Ideia é disseminar a técnica do Dutch Reach em Curitiba, que orienta motoristas e passageiros a abrir a porta do carro com a mão oposta

Abrir a porta do carro com a mão oposta faz o corpo girar e leva motorista ou passageiro a verificar o fluxo da via antes de desembarcar. Conhecido como Dutch Reach, o procedimento poderá ser tema de uma campanha permanente em Curitiba para prevenir acidentes provocados pela abertura repentina de portas diante de ciclistas, motociclistas e pedestres.

A proposta em análise na Câmara Municipal de Curitiba (CMC) institui uma campanha educativa e preventiva sobre a técnica. O objetivo é difundir uma mudança simples de hábito entre motoristas e passageiros, para reduzir o risco de colisões com quem circula ao lado de veículos estacionados.

O projeto explica que o Dutch Reach consiste em abrir a porta com a mão contrária ao lado em que ela está. Ao fazer esse movimento, a pessoa gira naturalmente o tronco, amplia o campo de visão e tende a olhar para trás e para o retrovisor antes de abrir a porta.

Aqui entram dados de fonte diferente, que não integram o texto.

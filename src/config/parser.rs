use crate::config::types::Config;
use crate::config::validation::validate;
use crate::ConfigError;
use std::path::Path;

/// Loads and parses a configuration file from the given path
///
/// Every table and key is optional; missing values take their defaults.
///
/// # Arguments
///
/// * `path` - Path to the TOML configuration file
///
/// # Returns
///
/// * `Ok(Config)` - Successfully loaded and validated configuration
/// * `Err(ConfigError)` - Failed to load, parse, or validate the configuration
///
/// # Example
///
/// ```no_run
/// use std::path::Path;
/// use bracket_harvest::config::load_config;
///
/// let config = load_config(Path::new("harvest.toml")).unwrap();
/// println!("Request delay: {}ms", config.queue.request_delay);
/// ```
pub fn load_config(path: &Path) -> Result<Config, ConfigError> {
    let content = std::fs::read_to_string(path)?;
    parse_config(&content)
}

/// Parses and validates configuration from TOML text
pub fn parse_config(content: &str) -> Result<Config, ConfigError> {
    let config: Config = toml::from_str(content)?;
    validate(&config)?;
    Ok(config)
}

Técnica busca prevenir o chamado dooring

O acidente causado pela abertura repentina da porta de um veículo no caminho de um ciclista ou motociclista é conhecido como dooring. A justificativa da proposta afirma que esse tipo de ocorrência pode provocar lesões graves, internações e mortes.

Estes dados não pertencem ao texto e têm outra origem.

//! Pluggable logging for unexpected errors
//!
//! Retryable fetch failures and terminal failures have their own paths. Anything
//! else that goes wrong while settling an attempt is handed to an `ErrorLogger`.

use crate::HarvestError;
use std::sync::Arc;

/// Sink for errors that are neither retried nor reported as terminal failures
pub trait ErrorLogger: Send + Sync {
    fn error(&self, error: &HarvestError);
}

/// Logger that discards everything; the default
#[derive(Debug, Clone, Copy, Default)]
pub struct SilentLogger;

impl ErrorLogger for SilentLogger {
    fn error(&self, _error: &HarvestError) {}
}

/// Logger that emits every error as a tracing event (stderr in the CLI)
#[derive(Debug, Clone, Copy, Default)]
pub struct VerboseLogger;

impl ErrorLogger for VerboseLogger {
    fn error(&self, error: &HarvestError) {
        tracing::error!("{}", error);
    }
}

/// Picks the logger matching the requested verbosity
pub fn logger_for(verbose: bool) -> Arc<dyn ErrorLogger> {
    if verbose {
        Arc::new(VerboseLogger)
    } else {
        Arc::new(SilentLogger)
    }
}
use tokio::time::Instant;

/// Spacing gate for first-attempt dispatches
///
/// The gate starts open. Dispatching closes it until a fixed instant, and only
/// the expiry of that instant opens it again.
#[derive(Debug, Clone, Copy, PartialEq, Eq, Default)]
pub enum Gate {
    /// A dispatch may start immediately
    #[default]
    Open,

    /// The next dispatch has to wait until `reopens_at`
    Closed { reopens_at: Instant },
}

impl Gate {
    /// Returns true if a dispatch may start now
    pub fn is_open(&self) -> bool {
        matches!(self, Self::Open)
    }

    /// Returns the instant the gate reopens, if it is closed
    pub fn reopens_at(&self) -> Option<Instant> {
        match self {
            Self::Open => None,
            Self::Closed { reopens_at } => Some(*reopens_at),
        }
    }

    /// Closes the gate until `reopens_at`
    pub fn close(&mut self, reopens_at: Instant) {
        *self = Self::Closed { reopens_at };
    }

    /// Opens the gate once its timer has fired
    pub fn reopen(&mut self) {
        *self = Self::Open;
    }
}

O risco é maior quando a pessoa abre a porta sem observar o fluxo que passa junto ao veículo. Nessa situação, o ciclista ou motociclista pode atingir diretamente a porta ou desviar para outra faixa, ficando exposto a novos acidentes.

A campanha deverá incentivar a abertura correta das portas, divulgar os riscos do dooring e ampliar o conhecimento sobre procedimentos simples de prevenção. O texto também inclui os pedestres entre os usuários que podem ser protegidos pela medida.

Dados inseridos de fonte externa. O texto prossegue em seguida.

//! Output module for page summaries and failure reports
//!
//! This module handles:
//! - Rendering page summaries as JSON lines
//! - Redacting email addresses with HMAC-SHA256
//! - Reporting terminal fetch failures
//! - Logging unexpected errors through a pluggable logger

mod jsonl;
mod logger;
mod redact;
mod traits;

pub use jsonl::JsonLinesOutput;
pub use logger::{logger_for, ErrorLogger, SilentLogger, VerboseLogger};
pub use redact::hmac_hex;
pub use traits::{OutputError, OutputHandler, OutputResult, PageRecord};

Movimento força motorista a olhar para trás

A principal característica do Dutch Reach é substituir a mão mais próxima da porta pela mão oposta. No banco do motorista, por exemplo, a porta seria aberta com a mão direita. Esse gesto provoca a rotação do corpo e facilita a observação do retrovisor e da área ao lado e atrás do veículo. A intenção é fazer com que a verificação do fluxo ocorra antes que a porta avance sobre a via.

Na justificativa, a técnica é apresentada como gratuita, intuitiva, acessível e de rápida assimilação. Por não depender de equipamentos ou mudanças nos veículos, ela poderia ser incorporada a campanhas de educação no trânsito e aos hábitos cotidianos de motoristas e passageiros. O projeto tramitará nas comissões temáticas antes de ir ao plenário. A iniciativa é da vereadora Delegada Tathiana Guzella (PL).